Fig. 5. Time-distance maps (left), RMS velocity (middle), and period (right) along the yellow slit marked in Fig. 1, for each EMD mode. The EMD modes are arranged in rows in increasing order from c1 to c4. Dashed black lines indicate the umbral boundaries, and each colored line corresponds to the positions marked with the same colors in Fig. 1. In panel (a), lime boxes mark the region where dislocations occur. Cyan circles in panel (g) represent shock merging regions. Lime-colored slopes and their associated values in panel (j) indicate the apparent propagation speeds derived from the slopes. The color scale for the time-distance maps ranges from –5 to 5 km s−1. As in Fig. 2, the observation start time is set to 0, and the gray areas represent intervals with missing data. Distance 0 corresponds to point “a” in Fig. 1.

3.2.2. c₂ mode

The c₂ mode oscillations are observed across both the umbra and the penumbra (second column of Fig. 4). The RMS velocity amplitude of these oscillations remains relatively constant, while their period gradually increases from 3 minutes in the umbra to 5 minutes in the penumbra. Meanwhile, the t − d map in Fig. 5d shows that the oscillations appear to propagate outward from the umbra to the outer penumbra, forming the characteristic C-shaped ridges. All of these results are consistent with the properties of the RPWs (Jess et al. 2013).

3.2.3. c₃ mode

The c₃ mode oscillations are primarily distributed in the outer penumbra (third column of Fig. 4), with a dominant period of approximately 5 minutes. Their amplitude peaks at the penumbral boundary; meanwhile, the period gradually increases from 4 to 6 minutes across the penumbra before decreasing in the superpenumbra. The scatter plot of c₃ mode (Fig. 3) also clearly shows this positive correlation between amplitude and period as a function of distance from the umbra to the penumbral boundary (see red and green-colored data points). Beyond the boundary, both values decrease.

The c₃ mode occasionally shows shock merging features. For instance, cyan circles in the t − d map (Fig. 5g) mark shock merging points where two red ridges merge into a single ridge during their outward propagation. Concurrently, Fig. 2c reveals that these oscillations evolve into shocks, as characterized by sawtooth patterns. These nonlinear characteristics are consistent with shock merging processes previously reported in a pore (Chae et al. 2015).

3.2.4. c₄ mode

The c₄ mode is observed exclusively within the superpenumbra, with periods ranging from 8 to 14 minutes (fourth column of Fig. 4). In the scatter plot (Fig. 3), both the amplitude and period decrease from the umbral center toward the umbral boundary, after which they both increase with radial distance, extending up to 15 Mm.

The c₄ mode likely represents RPWs propagating along highly inclined fields.
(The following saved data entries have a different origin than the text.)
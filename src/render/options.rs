//! Rendering options and configuration.

/// What to do with block tags that are not `@link`, `@see`, `@param` or
/// `@return`.
#[derive(Debug, Clone, Copy, PartialEq, Eq, Default)]
pub enum UnknownTagPolicy {
    /// Leave unknown tags out of the page
    #[default]
    Skip,
    /// Render them with the "(doc contains some error)" marker
    Marker,
}

/// Options for rendering pages.
#[derive(Debug, Clone, Default)]
pub struct RenderOptions {
    /// Handling of unrecognized block tags, applied to page and member tags
    pub unknown_tags: UnknownTagPolicy,
}

impl RenderOptions {
    /// Create new render options with defaults.
    pub fn new() -> Self {
        Self::default()
    }

    /// Set the unknown-tag policy.
    pub fn with_unknown_tags(mut self, policy: UnknownTagPolicy) -> Self {
        self.unknown_tags = policy;
        self
    }
}
//! docmark CLI - render documentation trees to cross-linked Markdown

use std::fs;
use std::path::{Path, PathBuf};

use clap::{Parser, Subcommand, ValueEnum};
use colored::Colorize;
use indicatif::{ProgressBar, ProgressStyle};

use docmark::{
    build_dictionary, load_tree, Generator, GeneratorOptions, JsonFormat, UnknownTagPolicy,
};

#[derive(Parser)]
#[command(name = "docmark")]
#[command(author = "iyulab")]
#[command(version)]
#[command(about = "Render documentation trees to cross-linked Markdown", long_about = None)]
struct Cli {
    #[command(subcommand)]
    command: Commands,
}

#[derive(Subcommand)]
enum Commands {
    /// Generate Markdown pages from a documentation tree
    #[command(alias = "gen")]
    Generate {
        /// Documentation tree (JSON)
        #[arg(value_name = "TREE")]
        input: PathBuf,

        /// Destination directory
        #[arg(short = 'd', long, value_name = "DIR")]
        destination: PathBuf,

        /// File whose contents become the overview of module pages
        #[arg(long, value_name = "FILE")]
        overview: Option<PathBuf>,

        /// Path from the site URL to the document root
        #[arg(long, value_name = "PATH", default_value = "/", env = "DOCMARK_BASE_PATH")]
        base_path: String,

        /// Only render packages matching <moduleNameRegex#packageNameRegex>
        #[arg(long, value_name = "FILTER")]
        target_packages: Option<String>,

        /// Handling of unrecognized block tags
        #[arg(long, value_enum, default_value = "skip")]
        unknown_tags: UnknownTags,

        /// Render pages on a single thread
        #[arg(long)]
        sequential: bool,
    },

    /// Print the type dictionary as JSON
    Dictionary {
        /// Documentation tree (JSON)
        #[arg(value_name = "TREE")]
        input: PathBuf,

        /// Output file (stdout if not specified)
        #[arg(short, long, value_name = "FILE")]
        output: Option<PathBuf>,

        /// Output compact JSON
        #[arg(long)]
        compact: bool,

        /// Only include packages matching <moduleNameRegex#packageNameRegex>
        #[arg(long, value_name = "FILTER")]
        target_packages: Option<String>,
    },

    /// Show version information
    Version,
}

#[derive(Copy, Clone, PartialEq, Eq, Debug, ValueEnum)]
enum UnknownTags {
    /// Leave unknown tags out
    Skip,
    /// Render them with an error marker
    Marker,
}

impl From<UnknownTags> for UnknownTagPolicy {
    fn from(value: UnknownTags) -> Self {
        match value {
            UnknownTags::Skip => UnknownTagPolicy::Skip,
            UnknownTags::Marker => UnknownTagPolicy::Marker,
        }
    }
}

fn main() {
    env_logger::init();

    let cli = Cli::parse();

    let result = match cli.command {
        Commands::Generate {
            input,
            destination,
            overview,
            base_path,
            target_packages,
            unknown_tags,
            sequential,
        } => {
            let mut options = GeneratorOptions::new(destination)
                .with_base_path(base_path)
                .with_unknown_tags(unknown_tags.into())
                .with_parallel(!sequential);
            if let Some(path) = overview {
                options = options.with_overview(path);
            }
            if let Some(filter) = target_packages {
                options = options.with_target_packages(filter);
            }
            cmd_generate(&input, &options)
        }
        Commands::Dictionary {
            input,
            output,
            compact,
            target_packages,
        } => cmd_dictionary(
            &input,
            output.as_deref(),
            compact,
            target_packages.as_deref(),
        ),
        Commands::Version => {
            cmd_version();
            Ok(())
        }
    };

    if let Err(e) = result {
        eprintln!("{}: {}", "Error".red().bold(), e);
        std::process::exit(1);
    }
}

fn cmd_generate(input: &Path, options: &GeneratorOptions) -> Result<(), Box<dyn std::error::Error>> {
    // Validate before reading the tree so configuration errors surface first
    let generator = Generator::new(options)?;
    let tree = load_tree(input)?;
    log::debug!("Loaded {} elements from {}", tree.len(), input.display());

    let pages = generator.render_pages(&tree)?;

    let pb = ProgressBar::new(pages.len() as u64);
    pb.set_style(
        ProgressStyle::default_bar()
            .template("{spinner:.green} [{bar:40.cyan/blue}] {pos}/{len} {msg}")?
            .progress_chars("#>-"),
    );

    let mut written = 0;
    for page in &pages {
        pb.set_message(page.path.display().to_string());
        generator.write_page(page)?;
        written += 1;
        pb.inc(1);
    }
    pb.finish_with_message("Done!");

    println!(
        "\n{} {} pages written to {}",
        "Done!".green().bold(),
        written,
        generator.config().destination.display()
    );

    Ok(())
}

fn cmd_dictionary(
    input: &Path,
    output: Option<&Path>,
    compact: bool,
    target_packages: Option<&str>,
) -> Result<(), Box<dyn std::error::Error>> {
    let tree = load_tree(input)?;
    let dictionary = build_dictionary(&tree, target_packages)?;

    let format = if compact {
        JsonFormat::Compact
    } else {
        JsonFormat::Pretty
    };

    let json = docmark::render::to_json(&dictionary, format)?;

    if let Some(path) = output {
        fs::write(path, &json)?;
        println!("{} {}", "Saved to".green(), path.display());
    } else {
        println!("{}", json);
    }

    Ok(())
}

fn cmd_version() {
    println!("{} {}", "docmark".cyan().bold(), env!("CARGO_PKG_VERSION"));
    println!("Markdown documentation generator");
    println!();
    println!("Repository: {}", "https://github.com/iyulab/docmark".dimmed());
    println!("License: MIT");
}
As shown in Fig. 2d, the oscillations before t = 40 min show sinusoidal fluctuations, yet they exhibit nonlinear features showing inverse sawtooth patterns in the inner superpenumbra (Fig. 6). Between t = 40 and 70 min, the waves show nonlinear sawtooth patterns similar to those observed at the penumbral boundary. Interestingly, the slopes of the ridges in Fig. 5j increase from 16 to 65 km s⁻¹ during the time interval of 10–40 min. These high-speed values may be interpreted as apparent speeds rather than the actual propagation speed of the waves.

Fig. 6. Similar to Fig. 2, but for the position of the inner superpenumbra marked blue in Fig. 1.

3.2.5. Minor modes in the superpenumbra

In addition to the spatially distributed dominant modes, all decomposed modes are detected in the superpenumbra (top panels in Fig. 4). The c₁ mode is found in the superpenumbra with periods of approximately 1 minute, and this mode does not appear to be physically connected to the umbral oscillations. Similarly, the c₂ mode is detected in the superpenumbra with a period of roughly 3 minutes, appearing to be intermittently connected with the oscillations in the penumbra. The c₃ mode is also identified in the superpenumbra with periods of approximately 4 minutes. In the t − d maps (Fig. 5), all these superpenumbral oscillations show vertical ridges indicating the fast propagation speeds or standing waves similar to previous reports (Chae et al. 2021b).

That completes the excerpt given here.